Ein Bericht des britischen Senders BBC über ein Bootsunglück im Mittelmeer, bei dem mehrere Hundert Flüchtlinge gestorben sein sollen, sorgt für Verwirrung. Laut dem Sender kamen bis zu 400 Menschen vor der ägyptischen Küste ums Leben – die meisten davon aus Somalia, nachdem sie Richtung Europa aufgebrochen waren.
Der italienische Präsident Sergio Mattarella sprach von einer Tragödie, die sich offenbar auf See ereignet habe. «So wie es aussieht, sind heute bei einer x-ten Tragödie im Mittelmeer Hunderte von Menschen gestorben – exakt ein Jahr nach dem Unglück, bei dem 800 Menschen ums Leben kamen.» Darüber müsse man nachdenken, so Mattarella. Details nannte er nicht.
«Es ist sicher, dass wir es genau ein Jahr nach der Tragödie in libyschen Gewässern wieder mit einer Tragödie zu tun haben», sagte auch Italiens Aussenminister Paolo Gentiloni am Rande eines EU-Ministertreffens in Luxemburg. Konkrete Opferzahlen nannte aber auch er nicht. Die verunglückten Menschen waren nach seinen Angaben in Ägypten aufgebrochen. Man versuche, mehr Informationen zu bekommen.
Weder Küstenwachen noch Frontex bestätigen
Der italienischen Küstenwache, die für die Seenotrettung zwischen Italien und Libyen zuständig ist, liegen nach eigenen Angaben dagegen keine Informationen über ein Bootsunglück vor.
Am Sonntag seien aber sechs Leichen und 108 Überlebende auf einem Schlauchboot entdeckt worden, das kurz vor dem Kentern gewesen sei, teilte die italienische Küstenwache mit. Ihre griechischen Kollegen erklärten, man wisse nichts von einem neuen Bootsunglück.

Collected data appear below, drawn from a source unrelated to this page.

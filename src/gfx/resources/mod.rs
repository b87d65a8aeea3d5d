// src/gfx/resources/mod.rs
//! GPU resource management
//!
//! Textures for the depth buffer and for shader-readable images.

pub mod texture_resource;

// Re-export main types
pub use texture_resource::{TextureComponents, TextureResource};
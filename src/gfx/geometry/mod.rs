//! # Mesh Geometry
//!
//! CPU-side mesh data produced by the importer and the procedural
//! generators, before it is uploaded to GPU buffers.
//!
//! ## Supported Primitives
//!
//! - **Plane**: Unit quad in the XY plane
//! - **Triangle**: Single triangle spanning -1..1
//!
//! ## Usage
//!
//! ```rust
//! use ubrot::gfx::geometry::{generate_procedural, ProceduralKind};
//!
//! let plane = generate_procedural(ProceduralKind::Plane).unwrap();
//! assert_eq!(plane.triangle_count(), 2);
//! ```

pub mod primitives;

pub use primitives::*;

use crate::gfx::scene::vertex::ColorVertex;

/// Geometry ready for GPU upload
///
/// `tex_coords` and `normals` are either empty or hold one entry per vertex.
#[derive(Debug, Clone, Default, PartialEq)]
pub struct MeshData {
    pub vertices: Vec<ColorVertex>,
    /// Triangle list indices into `vertices`
    pub indices: Vec<u32>,
    pub tex_coords: Vec<[f32; 2]>,
    pub normals: Vec<[f32; 3]>,
}

impl MeshData {
    pub fn new() -> Self {
        Self::default()
    }

    /// Empty mesh with room for exactly `vertices` vertices and indices
    pub fn with_capacity(vertices: usize) -> Self {
        Self {
            vertices: Vec::with_capacity(vertices),
            indices: Vec::with_capacity(vertices),
            tex_coords: Vec::with_capacity(vertices),
            normals: Vec::with_capacity(vertices),
        }
    }

    pub fn vertex_count(&self) -> usize {
        self.vertices.len()
    }

    pub fn index_count(&self) -> usize {
        self.indices.len()
    }

    pub fn triangle_count(&self) -> usize {
        self.indices.len() / 3
    }

    pub fn is_empty(&self) -> bool {
        self.vertices.is_empty() || self.indices.is_empty()
    }
}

Auch Izabella Cooper, Sprecherin von Frontex, der EU-Grenzschutzagentur, konnte keine Angaben zum Vorfall machen. Frontex sei nicht beteiligt gewesen und habe weder Zahlen noch eine offizielle Bestätigung. Ansprechpartner seien die ägyptischen Behörden. Der ägyptische Armeesprecher Brigadegeneral Mohammed Samir sagte, den ägyptischen Behörden lägen keinerlei Informationen über ein angebliches Schiffwrack vor.
Zahlreiche Behörden versuchten im Verlaufe des Tages, mehr Informationen zum Unglück zusammenzutragen. Der somalische Botschafter in Ägypten, auf dessen Angaben sich der BBC-Bericht berief, war für eine Stellungnahme nicht erreichbar.
Umstände des Unfalls völlig unklar
Beat Schuler vom UNO-Flüchtlingshilfswerk (UNHCR) sagte in der «Tagesschau»: «Wir wissen, dass es 40 Überlebende gibt und dass möglicherweise bis zu 460 Personen auf dem Boot von Ägypten aus losgefahren sind.» Wo sich die Katastrophe ereignet haben soll und ob ein oder mehrere Boote betroffen waren, bleibt so unklar wie die Opferzahl.
Laut dem italienischen Aussenminister Gentiloni sollen die Migranten von Ägypten aus aufgebrochen sein. Somalische Behörden erklärten, der Funkkontakt sei einen Tag nach dem Verlassen Ägyptens abgebrochen. Ein Sprecher der Regierung sagte in Mogadischu, auf den Booten hätten sich rund 500 Migranten befunden. «Unseren Informationen zufolge sind viele Somalis in dieser Tragödie ums Leben gekommen.» Aato sagte weiter, ungefähr 200 der Bootsinsassen stammten aus Somalia und der autonomen Region Somaliland.
Der Präsident Somalilands sagte laut einer Mitteilung: «Dieser Unfall, bei dem viele unserer jungen Männer laut Berichten ums Leben kamen, hat uns sehr schockiert.»
Bericht der BBC: über 400 Tote
Der arabische Dienst des britischen Senders BBC hatte unter Berufung auf nicht näher genannte ägyptische Berichte gemeldet, bei der Katastrophe seien mehr als 400 Flüchtlinge ertrunken, die meisten von ihnen Somalier. Insgesamt seien vier Boote im Mittelmeer gesunken, hiess es. Die somalische Botschaft in Kairo konnte die Meldung der BBC auf Anfrage der dpa bisher aber nicht bestätigen.